Enjoy a healthy and happy holiday season with these additional tips:
- If you find yourself at a holiday party, keep a bottle of water in your dominant hand which may help keep your hand off the food trays. Also, drinking plenty of water an hour or two before an event or big meal can ward off hunger and decrease thirst for high-calorie beverages.
- Limit high-calorie drinks, such as sweet tea. “An 8-ounce glass of sweet tea has more calories and sugar than a soda,” says Dr. Teague. “Think about how many times they refill your glass at a restaurant and how many extra calories that is.”
- Try to hold your conversations away from the food table and out of the kitchen. If you are near it, scan the table and keep an eye out for color. Green is good and try to include more vibrant colors – cranberries and yams – than white foods.
- Keep a balance between calories in and calories out by increasing how much you exercise.
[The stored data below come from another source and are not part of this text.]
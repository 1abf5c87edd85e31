// SPDX-License-Identifier: MIT

//! Minimal HTTP: request-line parsing for the server runtime's
//! first-byte protocol discriminator and a static-file response
//! builder for HTTP static mode.

use std::path::{Component, Path, PathBuf};

use crate::error::HttpError;

/// The three request methods the discriminator recognizes before
/// falling back to raw-bytes mode.
#[derive(Debug, Clone, Copy, PartialEq, Eq)]
pub enum Method {
    Get,
    Post,
    Head,
}

impl Method {
    pub fn sniff(buf: &[u8]) -> Option<Self> {
        if buf.starts_with(b"GET ") {
            Some(Self::Get)
        } else if buf.starts_with(b"POST ") {
            Some(Self::Post)
        } else if buf.starts_with(b"HEAD ") {
            Some(Self::Head)
        } else {
            None
        }
    }
}

pub struct HttpRequest {
    pub method: Method,
    pub path: String,
}

/// Parse a request line + header block from the front of `buf`.
/// `Ok(None)` means `buf` doesn't yet hold a complete header block.
/// On success, also returns how many bytes the header block occupied
/// so the caller can retain any pipelined bytes after it.
pub fn parse_request(buf: &[u8]) -> Result<Option<(HttpRequest, usize)>, HttpError> {
    let mut headers = [httparse::EMPTY_HEADER; 32];
    let mut request = httparse::Request::new(&mut headers);
    let status = request.parse(buf).map_err(|e| HttpError::BadRequest(e.to_string()))?;
    let httparse::Status::Complete(consumed) = status else { return Ok(None) };
    let method = match request.method {
        Some("GET") => Method::Get,
        Some("POST") => Method::Post,
        Some("HEAD") => Method::Head,
        other => return Err(HttpError::BadRequest(format!("unsupported method {other:?}"))),
    };
    let path = request.path.ok_or_else(|| HttpError::BadRequest("missing path".into()))?.to_string();
    Ok(Some((HttpRequest { method, path }, consumed)))
}

/// Resolve a request path under `root`, rejecting `..` traversal.
/// Returns `None` for any path that would escape `root`.
pub fn resolve_under_root(root: &Path, url_path: &str) -> Option<PathBuf> {
    let url_path = url_path.split('?').next().unwrap_or(url_path);
    let relative = url_path.trim_start_matches('/');
    let relative = if relative.is_empty() { "index.html" } else { relative };

    let mut resolved = root.to_path_buf();
    for component in Path::new(relative).components() {
        match component {
            Component::Normal(part) => resolved.push(part),
            Component::CurDir => {}
            Component::ParentDir | Component::RootDir | Component::Prefix(_) => return None,
        }
    }
    Some(resolved)
}

pub fn content_type_for(path: &Path) -> &'static str {
    match path.extension().and_then(|e| e.to_str()) {
        Some("html") | Some("htm") => "text/html; charset=utf-8",
        Some("css") => "text/css; charset=utf-8",
        Some("js") => "application/javascript; charset=utf-8",
        Some("json") => "application/json",
        Some("png") => "image/png",
        Some("jpg") | Some("jpeg") => "image/jpeg",
        Some("svg") => "image/svg+xml",
        _ => "application/octet-stream",
    }
}

/// Build a full HTTP/1.1 response with a `Content-Length` header.
pub fn build_response(status_code: u16, reason: &str, content_type: &str, body: &[u8]) -> Vec<u8> {
    let mut out = format!(
        "HTTP/1.1 {status_code} {reason}\r\nContent-Type: {content_type}\r\nContent-Length: {}\r\nConnection: keep-alive\r\n\r\n",
        body.len()
    )
    .into_bytes();
    out.extend_from_slice(body);
    out
}

pub fn not_found() -> Vec<u8> {
    build_response(404, "Not Found", "text/plain; charset=utf-8", b"not found")
}

#[cfg(test)]
#[path = "http_tests.rs"]
mod tests;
Park in spots farthest from store entrances when shopping. And set up weekday challenges, such as “Take-the-Stairs Tuesday” and “Walk-Around-the-Block Wednesday.”
- The best thing a person can do is to not beat themselves up about having that cookie or having that second glass of eggnog. Put it behind you and remember what your health goals are. Get back on track if you overindulge.